[EXCERPTED DATA — start]

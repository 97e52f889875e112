//! Process-lifetime registry of dataset stores.

use std::collections::HashMap;
use std::path::{Path, PathBuf};
use std::sync::{Arc, Mutex, PoisonError};

use argstore_config::StoreConfig;
use tracing::debug;

use crate::dataset::{DatasetStore, StoreOptions};
use crate::error::CacheError;
use crate::metadata::MetadataStore;

/// Hands out one shared [`DatasetStore`] per dataset name.
///
/// Construct one registry at startup and pass it to every call site that
/// touches a store. Stores are never evicted.
pub struct DatasetStoreRegistry {
    root: PathBuf,
    options: StoreOptions,
    stores: Mutex<HashMap<String, Arc<DatasetStore>>>,
}

impl DatasetStoreRegistry {
    /// Creates a registry rooted at `root` with default options.
    pub fn new(root: impl Into<PathBuf>) -> Self {
        Self::with_options(root, StoreOptions::default())
    }

    /// Creates a registry rooted at `root`.
    pub fn with_options(root: impl Into<PathBuf>, options: StoreOptions) -> Self {
        Self {
            root: root.into(),
            options,
            stores: Mutex::new(HashMap::new()),
        }
    }

    /// Creates a registry from a loaded configuration.
    pub fn from_config(config: &StoreConfig) -> Self {
        Self::with_options(config.store.root.clone(), StoreOptions::from(config))
    }

    /// Returns the store root.
    pub fn root(&self) -> &Path {
        &self.root
    }

    /// Returns the store for `name`, creating it on first use.
    ///
    /// Lookup and insertion happen under one lock, so concurrent first
    /// access never constructs two stores for the same name.
    pub fn get_or_create(&self, name: &str) -> Result<Arc<DatasetStore>, CacheError> {
        let mut stores = self.stores.lock().unwrap_or_else(PoisonError::into_inner);
        if let Some(store) = stores.get(name) {
            return Ok(Arc::clone(store));
        }
        let store = Arc::new(DatasetStore::new(&self.root, name, self.options)?);
        debug!(dataset = name, dir = %store.dir().display(), "created dataset store");
        stores.insert(name.to_string(), Arc::clone(&store));
        Ok(store)
    }

    /// Returns the metadata store sharing this registry's root.
    pub fn metadata(&self) -> MetadataStore {
        MetadataStore::new(&self.root)
    }

    /// Returns the number of datasets opened so far.
    pub fn len(&self) -> usize {
        self.stores.lock().unwrap_or_else(PoisonError::into_inner).len()
    }

    /// Returns `true` if no dataset has been opened.
    pub fn is_empty(&self) -> bool {
        self.len() == 0
    }
}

[EXCERPTED DATA — finish]

WHAT YOU ARE ASKED TO DO: Each line above that contains "rooted" counts once; report the resulting number and nothing else.

WRITTEN SOLUTION: 2